However, since the configuration of FIG. 32 (see FIG. 6f of the present specification) has a structure in which the conical half corresponding to the variable pitch pulley installed on the driving shaft, that is, the inner section and the outer section are driven by a spring force by the spring S and a centrifugal force by the roller weight RW, the configuration has a problem that excessive tension is applied to the belt and shifting may not be performed well.

Further, the publication document discloses a hydraulic control type for controlling a conical half composed of an inner section and an outer section in FIGS. 23 to 24 (see FIGS. 7a to 7b of the present specification), a hydraulic-mechanical control type and a hydraulic-electromagnetic control type in FIGS. 25 to 26 (see FIGS. 8a and 8b of the present specification) (see Paras. [0099] and [0100] of the publication document), and a mechanical control type in FIGS. 27 to 32 (see FIGS. 6a to 6f of the present specification), but does not disclose a technology of a rotation control type that can the most precisely control the conical half (see FIGS. 3a, 3b, and 4b of the present specification).

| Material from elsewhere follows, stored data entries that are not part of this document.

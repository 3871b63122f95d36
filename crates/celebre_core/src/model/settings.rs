//! User settings model and its partial patch shape.
//!
//! # Responsibility
//! - Define the complete `Settings` record stored on every `Person`.
//! - Define `SettingsPatch`, the all-optional shape used for merges and for
//!   decoding persisted settings.
//!
//! # Invariants
//! - `Settings` deserialization always goes through `SettingsPatch` merged
//!   over `Settings::default()`, so missing keys are never observable.

use serde::{Deserialize, Serialize};

pub const DEFAULT_LANGUAGE: &str = "pt-BR";
pub const DEFAULT_TIMEZONE: &str = "America/Sao_Paulo";

/// Color scheme preference.
#[derive(Debug, Clone, Copy, Default, PartialEq, Eq, Serialize, Deserialize)]
#[serde(rename_all = "lowercase")]
pub enum Theme {
    #[default]
    Light,
    Dark,
}

impl Theme {
    /// Maps the dark-mode flag to its theme.
    pub fn from_dark_mode(is_dark_mode: bool) -> Self {
        if is_dark_mode {
            Self::Dark
        } else {
            Self::Light
        }
    }

    pub fn is_dark(self) -> bool {
        self == Self::Dark
    }
}

/// Who may see a profile.
#[derive(Debug, Clone, Copy, Default, PartialEq, Eq, Serialize, Deserialize)]
#[serde(rename_all = "lowercase")]
pub enum ProfileVisibility {
    #[default]
    Public,
    Team,
    Private,
}

/// Per-channel notification switches.
#[derive(Debug, Clone, PartialEq, Eq, Serialize, Deserialize)]
pub struct NotificationPrefs {
    pub email: bool,
    pub push: bool,
    pub desktop: bool,
    pub mentions: bool,
    pub news: bool,
    pub updates: bool,
}

impl Default for NotificationPrefs {
    fn default() -> Self {
        Self {
            email: true,
            push: true,
            desktop: true,
            mentions: true,
            news: true,
            updates: true,
        }
    }
}

/// Profile privacy switches.
#[derive(Debug, Clone, PartialEq, Eq, Serialize, Deserialize)]
#[serde(rename_all = "camelCase")]
pub struct PrivacySettings {
    pub show_email: bool,
    pub show_phone: bool,
    pub show_birthday: bool,
    pub show_activity: bool,
    pub profile_visibility: ProfileVisibility,
}

impl Default for PrivacySettings {
    fn default() -> Self {
        Self {
            show_email: true,
            show_phone: false,
            show_birthday: true,
            show_activity: true,
            profile_visibility: ProfileVisibility::Public,
        }
    }
}

/// Complete settings record attached to a person.
#[derive(Debug, Clone, PartialEq, Eq, Serialize, Deserialize)]
#[serde(from = "SettingsPatch")]
pub struct Settings {
    pub theme: Theme,
    pub language: String,
    pub timezone: String,
    pub notifications: NotificationPrefs,
    pub privacy: PrivacySettings,
}

impl Default for Settings {
    fn default() -> Self {
        Self {
            theme: Theme::default(),
            language: DEFAULT_LANGUAGE.to_string(),
            timezone: DEFAULT_TIMEZONE.to_string(),
            notifications: NotificationPrefs::default(),
            privacy: PrivacySettings::default(),
        }
    }
}

impl Settings {
    /// Default settings with the given theme.
    pub fn with_theme(theme: Theme) -> Self {
        Self {
            theme,
            ..Self::default()
        }
    }
}

/// Partial notification switches; `None` means "leave as is".
#[derive(Debug, Clone, Default, PartialEq, Eq, Serialize, Deserialize)]
#[serde(default)]
pub struct NotificationPrefsPatch {
    #[serde(skip_serializing_if = "Option::is_none")]
    pub email: Option<bool>,
    #[serde(skip_serializing_if = "Option::is_none")]
    pub push: Option<bool>,
    #[serde(skip_serializing_if = "Option::is_none")]
    pub desktop: Option<bool>,
    #[serde(skip_serializing_if = "Option::is_none")]
    pub mentions: Option<bool>,
    #[serde(skip_serializing_if = "Option::is_none")]
    pub news: Option<bool>,
    #[serde(skip_serializing_if = "Option::is_none")]
    pub updates: Option<bool>,
}

/// Partial privacy switches; `None` means "leave as is".
#[derive(Debug, Clone, Default, PartialEq, Eq, Serialize, Deserialize)]
#[serde(default, rename_all = "camelCase")]
pub struct PrivacyPatch {
    #[serde(skip_serializing_if = "Option::is_none")]
    pub show_email: Option<bool>,
    #[serde(skip_serializing_if = "Option::is_none")]
    pub show_phone: Option<bool>,
    #[serde(skip_serializing_if = "Option::is_none")]
    pub show_birthday: Option<bool>,
    #[serde(skip_serializing_if = "Option::is_none")]
    pub show_activity: Option<bool>,
    #[serde(skip_serializing_if = "Option::is_none")]
    pub profile_visibility: Option<ProfileVisibility>,
}

/// Partial settings object.
///
/// This is also the wire shape for reading persisted settings, which may have
/// been written by older builds with fewer keys.
#[derive(Debug, Clone, Default, PartialEq, Eq, Serialize, Deserialize)]
#[serde(default)]
pub struct SettingsPatch {
    #[serde(skip_serializing_if = "Option::is_none")]
    pub theme: Option<Theme>,
    #[serde(skip_serializing_if = "Option::is_none")]
    pub language: Option<String>,
    #[serde(skip_serializing_if = "Option::is_none")]
    pub timezone: Option<String>,
    #[serde(skip_serializing_if = "Option::is_none")]
    pub notifications: Option<NotificationPrefsPatch>,
    #[serde(skip_serializing_if = "Option::is_none")]
    pub privacy: Option<PrivacyPatch>,
}

impl From<&NotificationPrefs> for NotificationPrefsPatch {
    fn from(value: &NotificationPrefs) -> Self {
        Self {
            email: Some(value.email),
            push: Some(value.push),
            desktop: Some(value.desktop),
            mentions: Some(value.mentions),
            news: Some(value.news),
            updates: Some(value.updates),
        }
    }
}

impl From<&PrivacySettings> for PrivacyPatch {
    fn from(value: &PrivacySettings) -> Self {
        Self {
            show_email: Some(value.show_email),
            show_phone: Some(value.show_phone),
            show_birthday: Some(value.show_birthday),
            show_activity: Some(value.show_activity),
            profile_visibility: Some(value.profile_visibility),
        }
    }
}

/// Fully specified patch carrying every field of `value`.
impl From<&Settings> for SettingsPatch {
    fn from(value: &Settings) -> Self {
        Self {
            theme: Some(value.theme),
            language: Some(value.language.clone()),
            timezone: Some(value.timezone.clone()),
            notifications: Some(NotificationPrefsPatch::from(&value.notifications)),
            privacy: Some(PrivacyPatch::from(&value.privacy)),
        }
    }
}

Further, when hydraulic pressure is used to drive the embodiments shown in FIGS. 23 to 26 of the publication document (see FIGS. 7a to 8b of the present specification), as apparent to those skilled in the art, a working fluid, a hydraulic pump, a hydraulic control pump, a hydraulic pipe, etc. are required, so there is not only a problem of making a shift control device complicated and increasing the size thereof, but also a defect that it is impossible to use a rubber belt that should not come in contact with a working fluid as a power transmission belt.

Further, the publication document proposes that the inner section and the outer section should be formed without a step (stepless) at the interface so that the belt can smoothly move on the interface of the inner section and the outer section, but not only does this requires very precise machining at the edges of the inner section and the outer section, but the edges are also sharpened, so when a gap is formed at the interface due to tension of the belt, interference is rather generated between the belt and the interface, whereby there may be a problem that the belt is not moved well or the belt may be damaged.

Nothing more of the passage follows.